Après l’Antarctique et la Lune, les fonds marins? L’exploration de nouvelles contrées dans le dernier siècle par l’espèce humaine a suscité de nombreuses convoitises pour les ressources naturelles présentes sur ces territoires. Alors que l’Antarctique, terra nullius qui n’appartient à aucune nation, bénéficie d’un traité de non-exploitation, il pourrait en être autrement des fonds marins. En effet, la Norvège a récemment exprimé sa volonté d’exploiter les fonds marins de ses eaux arctiques.

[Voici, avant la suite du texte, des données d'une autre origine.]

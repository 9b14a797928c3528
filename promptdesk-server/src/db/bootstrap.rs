use std::cmp::Ordering;
use std::ffi::OsStr;
use std::fs;
use std::path::{Path, PathBuf};

use sqlx::PgPool;
use thiserror::Error;
use tracing::{debug, info, warn};

use shared::config::server::DatabaseConfig;

const STAGES: &[ScriptStage] = &[ScriptStage::Schema, ScriptStage::Indexes, ScriptStage::Seed];

#[derive(Debug, Clone, Copy)]
enum ScriptStage {
    Schema,
    Indexes,
    Seed,
}

impl ScriptStage {
    fn label(self) -> &'static str {
        match self {
            ScriptStage::Schema => "schema",
            ScriptStage::Indexes => "indexes",
            ScriptStage::Seed => "seed",
        }
    }
}

impl std::fmt::Display for ScriptStage {
    fn fmt(&self, f: &mut std::fmt::Formatter<'_>) -> std::fmt::Result {
        f.write_str(self.label())
    }
}

#[derive(Debug, Error)]
pub enum BootstrapError {
    #[error("database bootstrap directory does not exist: {0}")]
    MissingRoot(PathBuf),
    #[error("database bootstrap stage '{stage}' missing at {path}")]
    MissingStage { stage: &'static str, path: PathBuf },
    #[error("failed to read directory {path}: {source}")]
    ReadDir {
        path: PathBuf,
        #[source]
        source: std::io::Error,
    },
    #[error("failed to read file {path}: {source}")]
    ReadFile {
        path: PathBuf,
        #[source]
        source: std::io::Error,
    },
    #[error("database error executing {path}: {source}")]
    Sql {
        path: PathBuf,
        #[source]
        source: sqlx::Error,
    },
}

/// Execute all bootstrap SQL scripts stage by stage, files in name order.
///
/// Scripts are expected to be idempotent; they run on every start.
///
/// # Errors
/// Returns a [`BootstrapError`] when a stage directory is missing or a script fails.
pub async fn run(pool: &PgPool, config: &DatabaseConfig) -> Result<(), BootstrapError> {
    for (stage, files) in plan(&config.bootstrap_path)? {
        if files.is_empty() {
            debug!(stage = %stage, "no bootstrap scripts found for stage");
            continue;
        }

        info!(stage = %stage, count = files.len(), "applying bootstrap scripts");
        for path in files {
            apply_script(pool, &path).await?;
        }
    }

    Ok(())
}

/// Simple liveness check used during startup.
///
/// # Errors
/// Returns the driver error when the database is unreachable.
pub async fn ensure_liveness(pool: &PgPool) -> Result<(), sqlx::Error> {
    sqlx::query("SELECT 1").execute(pool).await.map(|_| ())
}

/// Readiness check that expects the schema to be in place.
///
/// # Errors
/// Returns the driver error when the `messages` table is missing.
pub async fn ensure_readiness(pool: &PgPool) -> Result<(), sqlx::Error> {
    sqlx::query("SELECT 1 FROM messages LIMIT 1")
        .execute(pool)
        .await
        .map(|_| ())
}

/// Resolves the scripts of every stage without touching the database.
fn plan(root: &Path) -> Result<Vec<(ScriptStage, Vec<PathBuf>)>, BootstrapError> {
    if !root.exists() {
        return Err(BootstrapError::MissingRoot(root.to_path_buf()));
    }

    info!(path = %root.display(), "resolving database bootstrap scripts");

    STAGES
        .iter()
        .map(|stage| {
            let stage_path = root.join(stage.label());
            if !stage_path.exists() {
                return Err(BootstrapError::MissingStage {
                    stage: stage.label(),
                    path: stage_path,
                });
            }
            Ok((*stage, collect_sql_files(&stage_path)?))
        })
        .collect()
}

fn collect_sql_files(dir: &Path) -> Result<Vec<PathBuf>, BootstrapError> {
    let mut entries = Vec::new();
    let read_dir = fs::read_dir(dir).map_err(|source| BootstrapError::ReadDir {
        path: dir.to_path_buf(),
        source,
    })?;

    for entry in read_dir {
        let entry = entry.map_err(|source| BootstrapError::ReadDir {
            path: dir.to_path_buf(),
            source,
        })?;
        let path = entry.path();
        if path
            .extension()
            .and_then(OsStr::to_str)
            .is_some_and(|ext| ext.eq_ignore_ascii_case("sql"))
        {
            entries.push(path);
        }
    }

    entries.sort_by(|a, b| compare_paths(a, b));
    Ok(entries)
}

fn compare_paths(a: &Path, b: &Path) -> Ordering {
    match (a.file_name(), b.file_name()) {
        (Some(a_name), Some(b_name)) => a_name.cmp(b_name),
        _ => Ordering::Equal,
    }
}

async fn apply_script(pool: &PgPool, path: &Path) -> Result<(), BootstrapError> {
    let sql = fs::read_to_string(path).map_err(|source| BootstrapError::ReadFile {
        path: path.to_path_buf(),
        source,
    })?;

    let trimmed = sql.trim();
    if trimmed.is_empty() {
        warn!(path = %path.display(), "skipping empty bootstrap script");
        return Ok(());
    }

    let mut transaction = pool.begin().await.map_err(|source| BootstrapError::Sql {
        path: path.to_path_buf(),
        source,
    })?;

    info!(script = %path.display(), "executing bootstrap script");
    // Scripts hold several statements, which the extended protocol rejects.
    if let Err(source) = sqlx::raw_sql(trimmed).execute(&mut *transaction).await {
        return Err(BootstrapError::Sql {
            path: path.to_path_buf(),
            source,
        });
    }

    transaction
        .commit()
        .await
        .map_err(|source| BootstrapError::Sql {
            path: path.to_path_buf(),
            source,
        })
}
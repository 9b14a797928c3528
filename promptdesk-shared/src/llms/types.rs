//! # Provider request and response types

use serde::{Deserialize, Serialize};

use crate::models::chat::MessageRole;

/// One message in the list sent upstream.
#[derive(Debug, Clone, PartialEq, Eq, Serialize, Deserialize)]
pub struct ProviderMessage {
    pub role: MessageRole,
    pub content: String,
}

impl ProviderMessage {
    #[must_use]
    pub fn new(role: MessageRole, content: impl Into<String>) -> Self {
        Self {
            role,
            content: content.into(),
        }
    }
}

/// A streaming chat completion request.
#[derive(Debug, Clone, PartialEq, Serialize)]
pub struct CompletionRequest {
    pub model: String,
    pub messages: Vec<ProviderMessage>,
    pub temperature: f32,
    pub max_tokens: u32,
}

/// Token usage as reported by the provider. Authoritative over estimates.
#[derive(Debug, Clone, Copy, Default, PartialEq, Eq, Serialize, Deserialize)]
pub struct TokenUsage {
    #[serde(default)]
    pub prompt_tokens: u32,
    #[serde(default)]
    pub completion_tokens: u32,
    #[serde(default)]
    pub total_tokens: u32,
}

/// One increment of a streamed completion.
#[derive(Debug, Clone, Default, PartialEq, Eq)]
pub struct CompletionChunk {
    /// Text appended to the reply; may be empty.
    pub delta: String,
    /// Present on the chunk that carries usage, usually the last one.
    pub usage: Option<TokenUsage>,
}

impl CompletionChunk {
    #[must_use]
    pub fn text(delta: impl Into<String>) -> Self {
        Self {
            delta: delta.into(),
            usage: None,
        }
    }

    #[must_use]
    pub fn usage(usage: TokenUsage) -> Self {
        Self {
            delta: String::new(),
            usage: Some(usage),
        }
    }
}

Au contraire du continent antarctique, la région Arctique comprend six pays (Russie, Norvège, Danemark, Islande, Canada et États-Unis) qui cherchent à s’approprier les richesses naturelles présentes dans leurs eaux territoriales entourant le pôle Nord. Cette nouvelle a incité plusieurs groupes à se positionner contre le projet et à rappeler les dangers liés à l’exploitation minière en eaux profondes, notamment l’Autorité internationale des fonds marins (AIFM).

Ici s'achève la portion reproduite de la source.